While English and math is Common Core’s main focus, the individual standards include the subjects of history and science.

For foreign language, Sahagun, a 17-year veteran teacher, says students at the high school have been well prepared from their classroom experiences in the grammar schools.

“The students, especially coming from [districts] 90 and 97, both districts — they have the opportunity to, maybe, take Spanish, French and Italian. When they arrive to foreign language class here, they’re very well-prepared, and the focus is more on using their skills and building on that,” she said. “So, speaking is more on their mind, like ‘OK, I’m going to read this and I’m going speak.’ And they get there. So, from my perspective, it’s a positive experience, because in the middle school, and some even before that if they’re in an immersion program, they’re ready when they get here.”

OPRF faculty has also worked more closely as the new standards have been implemented, though Sahagun and Cohen noted that faculty has always worked collaboratively there. And for some faculty, Common Core was both a mystery and something many were familiar with, the two division chairs said.

“Teachers may have had personal feelings about the standards — who wrote them and those kinds of things,” Cohen said. “I think the greater challenge is working to build a more consistent curriculum that’s aligned.

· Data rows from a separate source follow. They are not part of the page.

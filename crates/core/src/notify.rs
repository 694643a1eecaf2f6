//! Match outcome delivery to a Discord-style webhook.
//!
//! Delivery is best effort: `notify` never fails and never blocks the bot loop.

use std::path::Path;
use std::thread;
use std::time::Duration;

use reqwest::blocking::{multipart, Client};
use tracing::{debug, warn};

const TIMEOUT: Duration = Duration::from_secs(15);

#[derive(Debug, thiserror::Error)]
pub enum NotifyError {
    #[error("HTTP request failed: {0}")]
    Http(#[from] reqwest::Error),

    #[error("attachment unreadable: {0}")]
    Io(#[from] std::io::Error),
}

/// Outcome sink used by the engine.
pub trait Notifier: Send + Sync {
    /// Fire and forget. Silently does nothing when no endpoint is configured.
    fn notify(&self, text: &str, image: Option<&Path>);
}

/// Posts `{"content": ...}` or a multipart form with the screenshot attached.
#[derive(Clone)]
pub struct WebhookNotifier {
    url: String,
    client: Client,
}

impl WebhookNotifier {
    pub fn new(url: impl Into<String>) -> Result<Self, NotifyError> {
        Ok(Self {
            url: url.into().trim().to_string(),
            client: Client::builder().timeout(TIMEOUT).build()?,
        })
    }

    pub fn is_configured(&self) -> bool {
        !self.url.is_empty()
    }

    /// Blocking post; used directly by the `test-webhook` command.
    pub fn post(&self, text: &str, image: Option<(String, Vec<u8>)>) -> Result<(), NotifyError> {
        let request = self.client.post(&self.url);
        let request = match image {
            Some((name, bytes)) => {
                let part = multipart::Part::bytes(bytes).file_name(name);
                let form = multipart::Form::new().text("content", text.to_string()).part("file", part);
                request.multipart(form)
            }
            None => request.json(&serde_json::json!({ "content": text })),
        };
        let status = request.send()?.error_for_status()?.status();
        debug!(%status, "webhook delivered");
        Ok(())
    }
}

impl Notifier for WebhookNotifier {
    fn notify(&self, text: &str, image: Option<&Path>) {
        if !self.is_configured() {
            return;
        }

        // Read now: the file is overwritten by the next match.
        let attachment = image.and_then(|p| match std::fs::read(p) {
            Ok(bytes) => {
                let name = p
                    .file_name()
                    .map(|n| n.to_string_lossy().into_owned())
                    .unwrap_or_else(|| "outcome.png".into());
                Some((name, bytes))
            }
            Err(e) => {
                warn!("screenshot not attached: {}", NotifyError::Io(e));
                None
            }
        });

        let this = self.clone();
        let text = text.to_string();
        thread::spawn(move || {
            if let Err(e) = this.post(&text, attachment) {
                warn!("webhook delivery failed: {}", e);
            }
        });
    }
}

#[cfg(test)]
mod tests {
    use super::*;

    #[test]
    fn empty_endpoint_is_not_configured() {
        let n = WebhookNotifier::new("   ").unwrap();
        assert!(!n.is_configured());
        // must return without spawning or panicking
        n.notify("Queue #1 Finish time: 0 min 5 sec", None);
    }
}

And that’s asking teachers to do things that they may not have always done. So how to engage, in my case, over 30 teachers in that process; it requires trust and collaboration. It requires some risk-taking. And since the standards are pretty consistent with what we already believe is what’s important, the larger challenge is building a learning community among teachers where they can grow together.”

Sahagun added: “I’ve had young teachers share, ‘This is what we use to do, and, ‘I recently graduated from high school and, yeah, I’m use to this.’ It’s not as new for the younger teachers, or it doesn’t feel that way for them.

“In my department, speaking from what I hear my teachers saying is, finding different ways and opportunities to meet the student where he or she is at, and then bring them to where they should be,” Sahagun said. “And that’s the challenge because not one student is the same. So it’s finding those strategies to help students be where they’re supposed to be in building on their language skills. And those are the conversations that a lot of my teachers are having.

“One of the connections with foreign language and Common Core, from my understanding — Common Core is trying to build global citizens,” Sahagun said. “And in foreign language, one of the communication skills that we are building upon is talking about different cultures, and that helps our students hear the global perspective. So in that sense, there’s a connection with learning foreign language, hearing the multiple perspectives within the classroom, and then the perspective of the country that they’re studying.”